ASSIGNMENT :: Take each line of the records below that contains the string "select" and copy it.

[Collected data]

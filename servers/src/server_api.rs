//! # Event API Server
//!
//! HTTP front door of the event pipeline. Connects to PostgreSQL and the
//! message broker at start-up (both with retries), then serves:
//!
//! - `GET /health`: liveness, always `OK`.
//! - `GET /ready`: readiness, pings the database.
//! - `POST /api/v1/event`: publishes the raw request body to the events
//!   topic and answers `{"server_id": "<broker message id>"}`.
//!
//! Every request shares one `Publisher`; publishes are serialized by it.
//! On SIGINT/SIGTERM the server stops accepting requests, lets in-flight
//! ones finish, then closes the publisher and the database pool.

use std::net::SocketAddr;
use std::path::PathBuf;
use std::sync::Arc;
use std::time::Duration;

use anyhow::Context;
use axum::{
    Json, Router,
    body::Bytes,
    extract::State,
    http::StatusCode,
    response::{IntoResponse, Response},
    routing::{get, post},
};
use clap::Parser;
use lib_common::connections::db_postgres::{Database, DbConfig, DbError};
use lib_common::loggers::{LoggerOptions, setup_logging};
use lib_common::messaging::{MessagingError, PubSubClient, PubSubConfig, Publisher};
use serde_json::json;
use tokio::signal;
use tokio_util::sync::CancellationToken;
use tracing::{debug, error, info};

/// # Application Configuration
///
/// Parsed from command-line arguments and environment variables. Database
/// and broker settings come from their own `POSTGRES_*` / `PUBSUB_*` variables.
#[derive(Parser, Debug)]
#[clap(author, version, about = "HTTP API that publishes client events.")]
struct AppConfig {
    #[clap(long, env = "PORT", default_value_t = 9000, help = "HTTP server port")]
    port: u16,

    #[clap(long, env = "EVENTS_TOPIC", default_value = "client-events", help = "Topic events are published to")]
    topic: String,

    #[clap(
        long,
        env = "PUBLISH_TIMEOUT",
        default_value = "10s",
        value_parser = humantime::parse_duration,
        help = "Upper bound for a single publish"
    )]
    publish_timeout: Duration,

    #[clap(long, env = "LOG_LEVEL", default_value = "info")]
    log_level: String,

    #[clap(long, env = "LOG_JSON", default_value_t = false)]
    log_json: bool,

    #[clap(long, env = "LOG_DIR", help = "Directory for daily rolling log files")]
    log_dir: Option<PathBuf>,
}

/// Shared by every request handler.
#[derive(Clone)]
struct AppState {
    db: Database,
    publisher: Arc<Publisher>,
}

/// # Application Error
#[derive(Debug)]
enum AppError {
    /// The broker rejected or never acknowledged the event.
    Publish(MessagingError),
    /// The database did not answer the readiness probe.
    Database(DbError),
}

impl IntoResponse for AppError {
    fn into_response(self) -> Response {
        let (status, error_json) = match self {
            AppError::Publish(e) => {
                error!(error = %e, "failed to publish event");
                let status = match e {
                    MessagingError::DeadlineExceeded(_) => StatusCode::GATEWAY_TIMEOUT,
                    MessagingError::PublisherClosed(_) => StatusCode::SERVICE_UNAVAILABLE,
                    _ => StatusCode::INTERNAL_SERVER_ERROR,
                };
                (
                    status,
                    json!({
                        "error_type": "PublishError",
                        "message": "Failed to publish event.",
                        "detail": e.to_string()
                    }),
                )
            }
            AppError::Database(e) => {
                error!(error = %e, "readiness probe failed");
                (
                    StatusCode::SERVICE_UNAVAILABLE,
                    json!({
                        "error_type": "DatabaseUnavailable",
                        "message": "Database did not answer the health probe.",
                        "detail": e.to_string()
                    }),
                )
            }
        };
        (status, Json(error_json)).into_response()
    }
}

#[tokio::main]
async fn main() -> anyhow::Result<()> {
    dotenvy::dotenv().ok();
    let app_config = AppConfig::parse();

    let _log_guard = setup_logging(&LoggerOptions {
        app_name: "server_api".to_string(),
        level: app_config.log_level.clone(),
        json: app_config.log_json,
        log_dir: app_config.log_dir.clone(),
        ..Default::default()
    })?;
    info!(port = app_config.port, topic = %app_config.topic, "configuration loaded");

    let db_config = DbConfig::from_env();
    debug!(config = ?db_config, "database configuration");
    let db = Database::connect(&db_config)
        .await
        .context("database is unreachable")?;

    let pubsub_config = PubSubConfig::from_env();
    debug!(config = ?pubsub_config, "pubsub configuration");
    let client = PubSubClient::connect(&pubsub_config)
        .await
        .context("message broker is unreachable")?;
    let publisher = client
        .new_publisher(&app_config.topic, pubsub_config.auto_create)
        .await
        .context("cannot prepare events topic")?
        .with_timeout(app_config.publish_timeout);

    let shutdown = CancellationToken::new();
    let state = AppState {
        db: db.clone(),
        publisher: Arc::new(publisher),
    };

    let app = Router::new()
        .route("/health", get(health_handler))
        .route("/ready", get(ready_handler))
        .route("/api/v1/event", post(publish_event_handler))
        .with_state(state.clone());

    let addr = SocketAddr::from(([0, 0, 0, 0], app_config.port));
    info!("Starting HTTP server on http://{}", addr);
    let listener = tokio::net::TcpListener::bind(addr).await?;

    tokio::spawn(watch_signals(shutdown.clone()));
    axum::serve(listener, app.into_make_service())
        .with_graceful_shutdown(shutdown.clone().cancelled_owned())
        .await?;

    state.publisher.close().await;
    db.close().await;
    info!("Shutdown complete.");
    Ok(())
}

async fn health_handler() -> &'static str {
    "OK"
}

async fn ready_handler(State(state): State<AppState>) -> Result<&'static str, AppError> {
    state.db.ping().await.map_err(AppError::Database)?;
    Ok("READY")
}

/// Publishes the raw body; the broker-assigned id is echoed back as `server_id`.
async fn publish_event_handler(State(state): State<AppState>, body: Bytes) -> Result<impl IntoResponse, AppError> {
    debug!(bytes = body.len(), "received event");
    // Not tied to the shutdown signal: graceful shutdown waits for the
    // publish, which is bounded by the publisher timeout.
    let id = state
        .publisher
        .publish(&CancellationToken::new(), body, None)
        .await
        .map_err(AppError::Publish)?;
    Ok((StatusCode::OK, Json(json!({ "server_id": id }))))
}

/// Cancels `shutdown` on Ctrl-C or SIGTERM.
async fn watch_signals(shutdown: CancellationToken) {
    tokio::select! {
        _ = signal::ctrl_c() => {
            info!("Ctrl-C received, initiating shutdown.");
        }
        _ = async {
            #[cfg(unix)]
            {
                match signal::unix::signal(signal::unix::SignalKind::terminate()) {
                    Ok(mut term_signal) => {
                        term_signal.recv().await;
                        info!("SIGTERM received, initiating shutdown.");
                    }
                    Err(e) => {
                        error!(error = %e, "cannot listen for SIGTERM");
                        std::future::pending::<()>().await;
                    }
                }
            }
            #[cfg(not(unix))]
            {
                std::future::pending::<()>().await;
            }
        } => {}
    }
    shutdown.cancel();
}
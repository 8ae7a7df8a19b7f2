//! # Subscriber
//!
//! A pull loop over one subscription. Messages are pulled only while fewer
//! than `max_outstanding_messages` are unfinished; each pulled message holds
//! one permit of that budget until its handler task ends. A message is
//! acknowledged only when its handler returns `Ok`. A handler error or panic
//! leaves it unacknowledged and the broker delivers it again once the ack
//! deadline passes.
//!
//! While a message is held (waiting for a worker or being handled) a lease
//! keeper extends its ack deadline every half deadline, so a slow backlog
//! is never handed out a second time.

use std::collections::HashSet;
use std::future::Future;
use std::sync::{Arc, Mutex};
use std::time::Duration;

use futures_util::future::{BoxFuture, FutureExt};
use tokio::sync::{OwnedSemaphorePermit, Semaphore};
use tokio::task::{JoinError, JoinSet};
use tokio::time::{Instant, MissedTickBehavior};
use tokio_util::sync::CancellationToken;
use tracing::{debug, error, info, warn};

use super::config::{DeliveryStrategy, SubscriberConfig};
use super::error::MessagingError;
use super::message::ReceivedMessage;
use super::transport::BrokerTransport;

/// Processes one delivered message. Returning `Ok` acknowledges it.
pub trait MessageHandler: Send + Sync + 'static {
    fn handle(&self, cancel: CancellationToken, message: ReceivedMessage) -> BoxFuture<'static, anyhow::Result<()>>;
}

impl<F, Fut> MessageHandler for F
where
    F: Fn(CancellationToken, ReceivedMessage) -> Fut + Send + Sync + 'static,
    Fut: Future<Output = anyhow::Result<()>> + Send + 'static,
{
    fn handle(&self, cancel: CancellationToken, message: ReceivedMessage) -> BoxFuture<'static, anyhow::Result<()>> {
        self(cancel, message).boxed()
    }
}

pub struct Subscriber {
    subscription: String,
    transport: Arc<dyn BrokerTransport>,
    config: SubscriberConfig,
    strategy: DeliveryStrategy,
}

impl Subscriber {
    pub(crate) fn new(subscription: &str, transport: Arc<dyn BrokerTransport>, config: SubscriberConfig) -> Self {
        let strategy = config.delivery_strategy();
        Self {
            subscription: subscription.to_string(),
            transport,
            config,
            strategy,
        }
    }

    pub fn subscription(&self) -> &str {
        &self.subscription
    }

    pub fn strategy(&self) -> DeliveryStrategy {
        self.strategy
    }

    /// Receives until `cancel` fires or the transport fails.
    ///
    /// Returns `Err(Cancelled)` on cancellation and the transport error, as
    /// is, when the receive loop cannot continue (for example the
    /// subscription was deleted). Only one call per subscriber at a time.
    pub async fn subscribe<H>(&self, cancel: &CancellationToken, handler: H) -> Result<(), MessagingError>
    where
        H: MessageHandler,
    {
        let handler: Arc<dyn MessageHandler> = Arc::new(handler);
        let max_outstanding = self.config.max_outstanding_messages.max(1);
        let outstanding = Arc::new(Semaphore::new(max_outstanding));
        let workers = match self.strategy {
            DeliveryStrategy::Bounded { workers } => Some(Arc::new(Semaphore::new(workers))),
            DeliveryStrategy::Concurrent => None,
        };
        let mut in_flight: JoinSet<()> = JoinSet::new();
        let held = HeldSet::default();
        let keeper_stop = CancellationToken::new();
        let _stop_keeper = keeper_stop.clone().drop_guard();
        if let Some(deadline) = self.transport.ack_deadline() {
            tokio::spawn(keep_leases(
                Arc::clone(&self.transport),
                self.subscription.clone(),
                held.clone(),
                deadline,
                keeper_stop,
            ));
        }

        info!(
            subscription = %self.subscription,
            strategy = ?self.strategy,
            max_outstanding,
            "subscriber started"
        );

        let outcome = 'receive: loop {
            while let Some(joined) = in_flight.try_join_next() {
                self.log_join(joined);
            }

            // Wait for room in the outstanding budget, then take whatever else is free.
            let first = tokio::select! {
                biased;
                _ = cancel.cancelled() => break 'receive Err(MessagingError::Cancelled),
                permit = Arc::clone(&outstanding).acquire_owned() => permit,
            };
            let Ok(first) = first else {
                break 'receive Err(MessagingError::Cancelled);
            };
            let mut permits = vec![first];
            while permits.len() < max_outstanding {
                match Arc::clone(&outstanding).try_acquire_owned() {
                    Ok(permit) => permits.push(permit),
                    Err(_) => break,
                }
            }

            let pulled = tokio::select! {
                biased;
                _ = cancel.cancelled() => break 'receive Err(MessagingError::Cancelled),
                pulled = self.transport.pull(&self.subscription, permits.len()) => pulled,
            };
            let messages = match pulled {
                Ok(messages) => messages,
                Err(e) => break 'receive Err(MessagingError::Transport(e)),
            };

            if messages.is_empty() {
                drop(permits);
                tokio::select! {
                    biased;
                    _ = cancel.cancelled() => break 'receive Err(MessagingError::Cancelled),
                    _ = tokio::time::sleep(self.config.poll_interval) => continue 'receive,
                }
            }

            debug!(subscription = %self.subscription, count = messages.len(), "pulled messages");

            // Held from here on, so deliveries waiting for a worker keep their lease.
            let batch: Vec<(ReceivedMessage, HeldLease)> = messages
                .into_iter()
                .map(|message| {
                    let lease = held.hold(&message.ack_id);
                    (message, lease)
                })
                .collect();

            for ((message, lease), permit) in batch.into_iter().zip(permits) {
                match &workers {
                    Some(slots) => {
                        let slot = tokio::select! {
                            biased;
                            _ = cancel.cancelled() => break 'receive Err(MessagingError::Cancelled),
                            slot = Arc::clone(slots).acquire_owned() => slot,
                        };
                        let Ok(slot) = slot else {
                            break 'receive Err(MessagingError::Cancelled);
                        };
                        in_flight.spawn(self.deliver(&handler, cancel, message, lease, [permit, slot]));
                    }
                    None => {
                        tokio::spawn(self.deliver(&handler, cancel, message, lease, [permit]));
                    }
                }
            }
        };

        if !in_flight.is_empty() {
            self.drain(&mut in_flight).await;
        }

        match &outcome {
            Err(MessagingError::Cancelled) => info!(subscription = %self.subscription, "subscriber stopped"),
            Err(e) => error!(subscription = %self.subscription, error = %e, "receive loop terminated"),
            Ok(()) => {}
        }
        outcome
    }

    /// One handler run followed by the acknowledgement. The permits are
    /// released when the returned future completes or is dropped.
    fn deliver<const N: usize>(
        &self,
        handler: &Arc<dyn MessageHandler>,
        cancel: &CancellationToken,
        message: ReceivedMessage,
        lease: HeldLease,
        permits: [OwnedSemaphorePermit; N],
    ) -> impl Future<Output = ()> + Send + 'static {
        let handler = Arc::clone(handler);
        let transport = Arc::clone(&self.transport);
        let subscription = self.subscription.clone();
        let cancel = cancel.clone();

        async move {
            let _permits = permits;
            let _lease = lease;
            let message_id = message.id.clone();
            let ack_id = message.ack_id.clone();

            match handler.handle(cancel, message).await {
                Ok(()) => {
                    if let Err(e) = transport.acknowledge(&subscription, &[ack_id]).await {
                        warn!(subscription = %subscription, message_id = %message_id, error = %e, "failed to acknowledge message");
                    }
                }
                Err(e) => {
                    let reason = format!("{:#}", e);
                    warn!(
                        subscription = %subscription,
                        message_id = %message_id,
                        error = %reason,
                        "handler failed, message left for redelivery"
                    );
                }
            }
        }
    }

    /// Gives in-flight handlers `shutdown_timeout` to finish, then aborts the rest.
    async fn drain(&self, in_flight: &mut JoinSet<()>) {
        let limit = self.config.shutdown_timeout;
        let finished = tokio::time::timeout(limit, async {
            while let Some(joined) = in_flight.join_next().await {
                self.log_join(joined);
            }
        })
        .await;

        if finished.is_err() {
            warn!(
                subscription = %self.subscription,
                remaining = in_flight.len(),
                timeout = ?limit,
                "aborting handlers still running after shutdown timeout"
            );
            in_flight.shutdown().await;
        }
    }

    fn log_join(&self, joined: Result<(), JoinError>) {
        if let Err(e) = joined {
            if e.is_panic() {
                error!(subscription = %self.subscription, "message handler panicked, message left for redelivery");
            }
        }
    }
}

/// Ack ids of deliveries this subscriber still owns.
#[derive(Clone, Default)]
struct HeldSet(Arc<Mutex<HashSet<String>>>);

impl HeldSet {
    fn hold(&self, ack_id: &str) -> HeldLease {
        self.lock().insert(ack_id.to_string());
        HeldLease {
            ack_id: ack_id.to_string(),
            set: self.clone(),
        }
    }

    fn snapshot(&self) -> Vec<String> {
        self.lock().iter().cloned().collect()
    }

    fn lock(&self) -> std::sync::MutexGuard<'_, HashSet<String>> {
        self.0.lock().unwrap_or_else(|poisoned| poisoned.into_inner())
    }
}

/// Releases the ack id when the delivery ends, whichever way it ends.
struct HeldLease {
    ack_id: String,
    set: HeldSet,
}

impl Drop for HeldLease {
    fn drop(&mut self) {
        self.set.lock().remove(&self.ack_id);
    }
}

/// Extends the leases of held deliveries every half ack deadline. Keeps
/// going after `stop` until the last held delivery is released, which
/// covers detached handlers that outlive the receive loop.
async fn keep_leases(
    transport: Arc<dyn BrokerTransport>,
    subscription: String,
    held: HeldSet,
    deadline: Duration,
    stop: CancellationToken,
) {
    let period = (deadline / 2).max(Duration::from_millis(1));
    let mut ticks = tokio::time::interval_at(Instant::now() + period, period);
    ticks.set_missed_tick_behavior(MissedTickBehavior::Delay);

    loop {
        ticks.tick().await;
        let ack_ids = held.snapshot();
        if ack_ids.is_empty() {
            if stop.is_cancelled() {
                break;
            }
            continue;
        }
        match transport.extend_leases(&subscription, &ack_ids).await {
            Ok(()) => debug!(subscription = %subscription, count = ack_ids.len(), "extended leases"),
            Err(e) if e.is_not_found() => break,
            Err(e) => warn!(subscription = %subscription, error = %e, "failed to extend leases"),
        }
    }
}

#[cfg(test)]
mod tests {
    use super::*;
    use crate::messaging::config::SubscriberConfig;
    use crate::messaging::memory::MemoryBroker;
    use crate::messaging::message::Message;
    use std::sync::atomic::{AtomicUsize, Ordering};
    use std::time::Duration;

    async fn broker(messages: usize) -> Arc<MemoryBroker> {
        let broker = Arc::new(MemoryBroker::new().with_ack_deadline(Duration::from_secs(30)));
        broker.create_topic("jobs").await.unwrap();
        broker.create_subscription("workers", "jobs").await.unwrap();
        for i in 0..messages {
            broker.publish("jobs", Message::new(format!("job-{i}"))).await.unwrap();
        }
        broker
    }

    fn config(async_pull: bool, max_outstanding: usize) -> SubscriberConfig {
        SubscriberConfig {
            max_outstanding_messages: max_outstanding,
            num_workers: 2,
            async_pull,
            poll_interval: Duration::from_millis(10),
            shutdown_timeout: Duration::from_secs(1),
        }
    }

    #[tokio::test(start_paused = true)]
    async fn test_panicking_handler_leaves_message_unacknowledged() {
        let broker = broker(1).await;
        let subscriber = Subscriber::new("workers", broker.clone(), config(false, 4));
        let cancel = CancellationToken::new();

        let stopper = cancel.clone();
        tokio::spawn(async move {
            tokio::time::sleep(Duration::from_millis(200)).await;
            stopper.cancel();
        });

        let result = subscriber
            .subscribe(&cancel, |_cancel: CancellationToken, _msg: ReceivedMessage| async move {
                if true {
                    panic!("handler blew up");
                }
                Ok::<(), anyhow::Error>(())
            })
            .await;

        assert!(matches!(result, Err(MessagingError::Cancelled)));
        assert!(broker.acknowledged().is_empty());
        assert_eq!(broker.unacknowledged("workers"), 1);
    }

    #[tokio::test(start_paused = true)]
    async fn test_outstanding_ceiling_limits_concurrent_handlers() {
        let broker = broker(10).await;
        let subscriber = Subscriber::new("workers", broker.clone(), config(true, 3));
        let cancel = CancellationToken::new();
        let running = Arc::new(AtomicUsize::new(0));
        let peak = Arc::new(AtomicUsize::new(0));

        let stopper = cancel.clone();
        tokio::spawn(async move {
            tokio::time::sleep(Duration::from_secs(5)).await;
            stopper.cancel();
        });

        let (r, p) = (running.clone(), peak.clone());
        let result = subscriber
            .subscribe(&cancel, move |_cancel: CancellationToken, _msg: ReceivedMessage| {
                let (running, peak) = (r.clone(), p.clone());
                async move {
                    let now = running.fetch_add(1, Ordering::SeqCst) + 1;
                    peak.fetch_max(now, Ordering::SeqCst);
                    tokio::time::sleep(Duration::from_millis(100)).await;
                    running.fetch_sub(1, Ordering::SeqCst);
                    Ok::<(), anyhow::Error>(())
                }
            })
            .await;

        assert!(matches!(result, Err(MessagingError::Cancelled)));
        assert_eq!(broker.acknowledged().len(), 10);
        assert!(peak.load(Ordering::SeqCst) <= 3);
    }
}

WRITTEN REPLY ::
    tokio::select! {
            let first = tokio::select! {
            let pulled = tokio::select! {
                tokio::select! {
                        let slot = tokio::select! {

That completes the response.